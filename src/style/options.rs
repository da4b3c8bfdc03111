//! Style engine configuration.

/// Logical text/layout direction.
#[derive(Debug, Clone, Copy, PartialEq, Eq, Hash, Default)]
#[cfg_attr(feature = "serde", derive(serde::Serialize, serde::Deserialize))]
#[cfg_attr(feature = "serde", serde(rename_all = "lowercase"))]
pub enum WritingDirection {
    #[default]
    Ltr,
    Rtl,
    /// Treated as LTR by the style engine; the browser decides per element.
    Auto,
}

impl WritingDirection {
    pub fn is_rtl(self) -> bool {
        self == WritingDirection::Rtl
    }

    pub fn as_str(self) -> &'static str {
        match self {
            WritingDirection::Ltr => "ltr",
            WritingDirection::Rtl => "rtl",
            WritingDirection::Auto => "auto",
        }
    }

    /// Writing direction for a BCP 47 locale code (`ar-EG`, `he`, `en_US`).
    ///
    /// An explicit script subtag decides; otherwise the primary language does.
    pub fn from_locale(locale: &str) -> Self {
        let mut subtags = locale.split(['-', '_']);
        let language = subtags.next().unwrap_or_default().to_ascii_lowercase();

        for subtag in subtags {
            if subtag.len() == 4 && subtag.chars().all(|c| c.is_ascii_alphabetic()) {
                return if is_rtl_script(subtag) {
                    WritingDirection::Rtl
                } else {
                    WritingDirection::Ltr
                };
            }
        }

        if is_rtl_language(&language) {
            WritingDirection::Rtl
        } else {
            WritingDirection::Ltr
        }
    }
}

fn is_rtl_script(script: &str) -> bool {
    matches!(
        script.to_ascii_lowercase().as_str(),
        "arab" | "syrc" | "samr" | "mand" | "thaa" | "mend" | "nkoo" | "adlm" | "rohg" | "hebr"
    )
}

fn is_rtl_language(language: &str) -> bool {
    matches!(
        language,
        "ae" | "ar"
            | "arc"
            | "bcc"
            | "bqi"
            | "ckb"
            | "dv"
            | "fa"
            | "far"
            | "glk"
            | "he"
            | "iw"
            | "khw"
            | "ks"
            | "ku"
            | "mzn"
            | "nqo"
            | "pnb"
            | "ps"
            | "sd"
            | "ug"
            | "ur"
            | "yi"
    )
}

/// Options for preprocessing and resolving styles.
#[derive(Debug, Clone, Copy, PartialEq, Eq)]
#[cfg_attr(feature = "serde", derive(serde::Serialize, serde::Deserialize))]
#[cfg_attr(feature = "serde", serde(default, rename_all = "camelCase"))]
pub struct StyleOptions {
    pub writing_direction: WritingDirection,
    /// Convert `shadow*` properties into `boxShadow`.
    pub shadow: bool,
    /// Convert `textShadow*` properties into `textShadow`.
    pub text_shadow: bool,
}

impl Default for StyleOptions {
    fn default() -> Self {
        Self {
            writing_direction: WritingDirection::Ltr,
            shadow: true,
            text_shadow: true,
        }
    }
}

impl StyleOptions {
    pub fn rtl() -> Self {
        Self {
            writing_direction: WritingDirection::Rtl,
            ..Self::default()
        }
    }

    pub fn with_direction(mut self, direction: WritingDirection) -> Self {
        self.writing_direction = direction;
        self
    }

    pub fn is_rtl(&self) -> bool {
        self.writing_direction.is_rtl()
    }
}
::::::::
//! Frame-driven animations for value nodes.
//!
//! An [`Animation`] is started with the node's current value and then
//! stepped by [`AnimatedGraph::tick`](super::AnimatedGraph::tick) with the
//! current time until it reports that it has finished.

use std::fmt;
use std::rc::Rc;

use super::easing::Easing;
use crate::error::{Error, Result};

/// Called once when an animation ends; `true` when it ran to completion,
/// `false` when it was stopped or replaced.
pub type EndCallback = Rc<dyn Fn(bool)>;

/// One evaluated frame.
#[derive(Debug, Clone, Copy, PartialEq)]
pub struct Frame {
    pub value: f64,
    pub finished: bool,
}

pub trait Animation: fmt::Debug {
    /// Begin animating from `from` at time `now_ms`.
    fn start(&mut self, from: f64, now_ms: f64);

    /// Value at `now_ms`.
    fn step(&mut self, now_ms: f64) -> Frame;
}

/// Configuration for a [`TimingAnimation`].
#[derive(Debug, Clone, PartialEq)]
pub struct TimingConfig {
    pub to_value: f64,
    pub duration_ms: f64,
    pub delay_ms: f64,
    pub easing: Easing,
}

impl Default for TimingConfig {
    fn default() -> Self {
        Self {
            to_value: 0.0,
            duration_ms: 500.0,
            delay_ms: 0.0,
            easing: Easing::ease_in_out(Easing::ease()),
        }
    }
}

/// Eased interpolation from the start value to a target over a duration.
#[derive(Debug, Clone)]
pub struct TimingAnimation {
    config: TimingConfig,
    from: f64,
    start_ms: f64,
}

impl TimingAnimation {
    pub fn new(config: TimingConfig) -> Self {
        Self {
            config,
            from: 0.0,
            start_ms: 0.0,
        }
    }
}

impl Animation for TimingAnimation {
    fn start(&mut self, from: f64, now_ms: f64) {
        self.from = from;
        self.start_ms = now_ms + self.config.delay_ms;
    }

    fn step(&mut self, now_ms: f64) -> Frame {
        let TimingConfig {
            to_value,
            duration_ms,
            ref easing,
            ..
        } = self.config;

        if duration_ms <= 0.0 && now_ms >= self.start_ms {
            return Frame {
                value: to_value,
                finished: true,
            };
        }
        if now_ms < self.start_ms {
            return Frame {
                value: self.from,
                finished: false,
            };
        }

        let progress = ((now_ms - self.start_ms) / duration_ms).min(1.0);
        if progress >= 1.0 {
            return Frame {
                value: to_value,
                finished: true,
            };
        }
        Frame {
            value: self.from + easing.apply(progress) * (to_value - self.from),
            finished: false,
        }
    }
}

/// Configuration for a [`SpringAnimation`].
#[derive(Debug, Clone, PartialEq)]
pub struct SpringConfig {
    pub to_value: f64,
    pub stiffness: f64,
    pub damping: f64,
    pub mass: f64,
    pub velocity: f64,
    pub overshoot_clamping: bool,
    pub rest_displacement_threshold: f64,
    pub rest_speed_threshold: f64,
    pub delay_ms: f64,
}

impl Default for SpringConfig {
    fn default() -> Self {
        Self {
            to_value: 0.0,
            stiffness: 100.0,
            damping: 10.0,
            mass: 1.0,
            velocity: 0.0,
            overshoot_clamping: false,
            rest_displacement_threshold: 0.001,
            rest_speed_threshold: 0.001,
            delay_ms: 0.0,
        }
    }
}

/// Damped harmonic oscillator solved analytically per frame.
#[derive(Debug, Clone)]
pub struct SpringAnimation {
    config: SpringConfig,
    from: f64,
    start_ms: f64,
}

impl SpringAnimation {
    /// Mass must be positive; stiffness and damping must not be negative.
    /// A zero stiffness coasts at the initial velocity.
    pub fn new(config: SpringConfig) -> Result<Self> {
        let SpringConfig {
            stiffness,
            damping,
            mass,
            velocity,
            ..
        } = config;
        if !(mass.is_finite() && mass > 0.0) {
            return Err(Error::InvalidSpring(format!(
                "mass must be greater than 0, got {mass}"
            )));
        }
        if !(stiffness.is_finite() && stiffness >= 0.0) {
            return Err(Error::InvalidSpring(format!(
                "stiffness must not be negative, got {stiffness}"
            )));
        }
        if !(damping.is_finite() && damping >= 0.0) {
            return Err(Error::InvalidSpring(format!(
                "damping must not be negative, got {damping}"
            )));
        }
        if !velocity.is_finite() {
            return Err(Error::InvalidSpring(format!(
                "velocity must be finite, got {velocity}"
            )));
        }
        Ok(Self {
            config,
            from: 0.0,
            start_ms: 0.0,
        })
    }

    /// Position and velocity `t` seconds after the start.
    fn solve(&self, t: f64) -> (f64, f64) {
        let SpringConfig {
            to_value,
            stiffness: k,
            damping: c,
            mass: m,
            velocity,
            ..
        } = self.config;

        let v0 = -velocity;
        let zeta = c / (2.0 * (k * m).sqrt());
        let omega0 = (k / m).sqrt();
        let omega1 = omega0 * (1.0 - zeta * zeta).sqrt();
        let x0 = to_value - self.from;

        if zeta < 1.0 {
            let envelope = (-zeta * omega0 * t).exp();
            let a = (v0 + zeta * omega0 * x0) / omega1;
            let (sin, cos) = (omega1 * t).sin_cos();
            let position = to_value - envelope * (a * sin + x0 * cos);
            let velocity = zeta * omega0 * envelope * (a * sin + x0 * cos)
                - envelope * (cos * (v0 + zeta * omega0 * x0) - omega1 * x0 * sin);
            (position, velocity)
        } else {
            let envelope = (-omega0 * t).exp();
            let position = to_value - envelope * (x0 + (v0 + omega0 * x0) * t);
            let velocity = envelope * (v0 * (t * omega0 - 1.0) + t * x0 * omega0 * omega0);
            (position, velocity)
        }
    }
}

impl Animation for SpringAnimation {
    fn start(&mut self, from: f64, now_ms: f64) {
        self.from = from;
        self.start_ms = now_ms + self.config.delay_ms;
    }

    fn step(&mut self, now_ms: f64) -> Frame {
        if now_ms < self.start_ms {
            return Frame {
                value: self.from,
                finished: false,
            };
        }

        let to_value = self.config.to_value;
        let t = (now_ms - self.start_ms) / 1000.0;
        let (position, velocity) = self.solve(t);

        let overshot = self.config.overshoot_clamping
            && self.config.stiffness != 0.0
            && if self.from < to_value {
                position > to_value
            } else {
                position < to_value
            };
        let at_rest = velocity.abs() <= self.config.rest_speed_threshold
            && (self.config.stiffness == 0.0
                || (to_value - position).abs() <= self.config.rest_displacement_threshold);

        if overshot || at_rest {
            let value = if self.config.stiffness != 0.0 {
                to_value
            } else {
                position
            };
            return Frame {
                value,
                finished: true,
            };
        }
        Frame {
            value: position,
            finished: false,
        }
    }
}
::::::::
- Problem to work on -
Which lines in the listing have the string "sqrt"? Pick them out and copy them.

- Output for this exercise -
        let zeta = c / (2.0 * (k * m).sqrt());
        let omega0 = (k / m).sqrt();
        let omega1 = omega0 * (1.0 - zeta * zeta).sqrt();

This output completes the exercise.